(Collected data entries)

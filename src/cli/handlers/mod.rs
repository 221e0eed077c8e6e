mod init;
mod mutate;
mod query;
mod seed;
mod serve;

pub use init::handle_init;
pub use mutate::handle_mutate;
pub use query::handle_query;
pub use seed::handle_seed;
pub use serve::handle_serve;

use std::path::{Path, PathBuf};
use std::sync::Arc;

use anyhow::Result;

use crate::config::{BookshelfConfig, StorageKind};
use crate::storage::{CatalogStore, MemoryStore, SledStore};

/// Common context passed to all command handlers.
pub struct CommandContext {
    pub config: BookshelfConfig,
    pub root: PathBuf,
    pub store: Arc<dyn CatalogStore>,
}

impl CommandContext {
    pub fn new(config: BookshelfConfig, root: PathBuf) -> Result<Self> {
        let store = build_store(&config, &root)?;
        Ok(Self {
            config,
            root,
            store,
        })
    }
}

/// Open the store backend the config selects. The schema layer only ever
/// sees the returned trait object.
pub fn build_store(config: &BookshelfConfig, root: &Path) -> Result<Arc<dyn CatalogStore>> {
    let id_mode = config.catalog.id_mode;
    let id_length = config.catalog.id_length;

    let store: Arc<dyn CatalogStore> = match config.catalog.storage {
        StorageKind::Memory => Arc::new(MemoryStore::new(id_mode, id_length)),
        StorageKind::Sled => Arc::new(SledStore::open(
            config.data_path(root),
            id_mode,
            id_length,
        )?),
    };
    Ok(store)
}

* YOUR OBJECTIVE
From the line that contains "returned trait object." down to the last line above, print each line exactly as it appears.

* RESULT OF THE EXERCISE
/// sees the returned trait object.
pub fn build_store(config: &BookshelfConfig, root: &Path) -> Result<Arc<dyn CatalogStore>> {
    let id_mode = config.catalog.id_mode;
    let id_length = config.catalog.id_length;

    let store: Arc<dyn CatalogStore> = match config.catalog.storage {
        StorageKind::Memory => Arc::new(MemoryStore::new(id_mode, id_length)),
        StorageKind::Sled => Arc::new(SledStore::open(
            config.data_path(root),
            id_mode,
            id_length,
        )?),
    };
    Ok(store)
}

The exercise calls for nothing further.